Instructions for the task
Tally how many lines in this material contain the word "Result", and reply only with the count.

The data
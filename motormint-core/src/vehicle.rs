//! On-chain vehicle records and ownership history.

use chrono::{DateTime, Utc};
use serde::{Deserialize, Serialize};

use crate::drivechain::DriveChainIdentity;
use crate::error::{Error, ErrorCode, Result};
use crate::escrow::Escrow;
use crate::id::{Address, OwnershipId, RecordId, TxHash, VehicleId};
use crate::verification::VehicleVerification;

/// Length of a vehicle identification number.
pub const VIN_LEN: usize = 17;

/// Ownership status of a registered vehicle.
#[derive(Debug, Clone, Copy, PartialEq, Eq, Hash, Serialize, Deserialize)]
#[serde(rename_all = "SCREAMING_SNAKE_CASE")]
pub enum OwnershipStatus {
    /// Registered, not held by any escrow.
    Registered,
    /// Changed hands at least once, not held by any escrow.
    Transferred,
    /// Held by a disputed escrow.
    Locked,
    /// Held by an active escrow.
    InEscrow,
}

impl OwnershipStatus {
    /// Whether an escrow currently holds the vehicle.
    pub fn is_encumbered(self) -> bool {
        matches!(self, OwnershipStatus::InEscrow | OwnershipStatus::Locked)
    }

    /// Wire name.
    pub fn as_str(self) -> &'static str {
        match self {
            OwnershipStatus::Registered => "REGISTERED",
            OwnershipStatus::Transferred => "TRANSFERRED",
            OwnershipStatus::Locked => "LOCKED",
            OwnershipStatus::InEscrow => "IN_ESCROW",
        }
    }
}

impl std::fmt::Display for OwnershipStatus {
    fn fmt(&self, f: &mut std::fmt::Formatter<'_>) -> std::fmt::Result {
        f.write_str(self.as_str())
    }
}

/// Reason an ownership record was written.
#[derive(Debug, Clone, Copy, PartialEq, Eq, Hash, Serialize, Deserialize)]
#[serde(rename_all = "SCREAMING_SNAKE_CASE")]
pub enum TransferType {
    /// Initial registration.
    Registration,
    /// Direct sale.
    Sale,
    /// Gift.
    Gift,
    /// Completion of an escrow.
    EscrowRelease,
}

impl TransferType {
    /// Whether this type may be requested by a caller of a plain transfer.
    pub fn is_direct(self) -> bool {
        matches!(self, TransferType::Sale | TransferType::Gift)
    }
}

/// Simulated on-chain record of a vehicle. One per vehicle id.
#[derive(Debug, Clone, PartialEq, Serialize, Deserialize)]
#[serde(rename_all = "camelCase")]
pub struct VehicleRecord {
    pub id: RecordId,
    pub vehicle_id: VehicleId,
    pub token_id: String,
    /// Shared placeholder contract, identical for every vehicle.
    pub contract_address: Address,
    pub registration_tx_hash: TxHash,
    pub registration_block_number: u64,
    pub registration_timestamp: DateTime<Utc>,
    pub current_owner: Address,
    pub ownership_status: OwnershipStatus,
    pub verification_hash: TxHash,
    pub metadata_uri: String,
    pub chain_id: u64,
    pub network: String,
}

/// Append-only ownership change entry.
#[derive(Debug, Clone, PartialEq, Serialize, Deserialize)]
#[serde(rename_all = "camelCase")]
pub struct OwnershipRecord {
    pub id: OwnershipId,
    pub vehicle_id: VehicleId,
    pub owner_address: Address,
    pub transfer_tx_hash: TxHash,
    pub transfer_block_number: u64,
    pub transfer_timestamp: DateTime<Utc>,
    /// `None` only for the registration entry.
    pub previous_owner: Option<Address>,
    pub transfer_type: TransferType,
}

/// Registration request.
#[derive(Debug, Clone, PartialEq, Eq, Serialize, Deserialize)]
#[serde(rename_all = "camelCase")]
pub struct RegisterVehicle {
    pub vehicle_id: VehicleId,
    pub owner_address: Address,
    pub vin: String,
    pub metadata_uri: String,
}

impl RegisterVehicle {
    /// Create a registration request.
    pub fn new(
        vehicle_id: impl Into<VehicleId>,
        owner_address: impl Into<Address>,
        vin: impl Into<String>,
        metadata_uri: impl Into<String>,
    ) -> Self {
        Self {
            vehicle_id: vehicle_id.into(),
            owner_address: owner_address.into(),
            vin: vin.into(),
            metadata_uri: metadata_uri.into(),
        }
    }

    /// Check required fields.
    pub fn validate(&self) -> Result<()> {
        if self.vehicle_id.as_str().is_empty() {
            return Err(Error::invalid_input("vehicle id is required"));
        }
        if self.owner_address.as_str().is_empty() {
            return Err(Error::invalid(
                ErrorCode::InvalidAddress,
                "owner address is required",
            ));
        }
        if self.vin.chars().count() != VIN_LEN {
            return Err(Error::invalid(
                ErrorCode::InvalidVin,
                format!("VIN must be {VIN_LEN} characters"),
            ));
        }
        Ok(())
    }
}

/// Result of a registration.
#[derive(Debug, Clone, PartialEq, Serialize, Deserialize)]
#[serde(rename_all = "camelCase")]
pub struct Registration {
    pub record: VehicleRecord,
    pub drive_chain_identity: DriveChainIdentity,
}

/// Everything the ledger knows about one vehicle.
#[derive(Debug, Clone, PartialEq, Serialize, Deserialize)]
#[serde(rename_all = "camelCase")]
pub struct VehicleChainData {
    pub record: Option<VehicleRecord>,
    pub ownership_history: Vec<OwnershipRecord>,
    pub drive_chain_identity: Option<DriveChainIdentity>,
    pub verifications: Vec<VehicleVerification>,
    pub active_escrow: Option<Escrow>,
}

Exercise response
4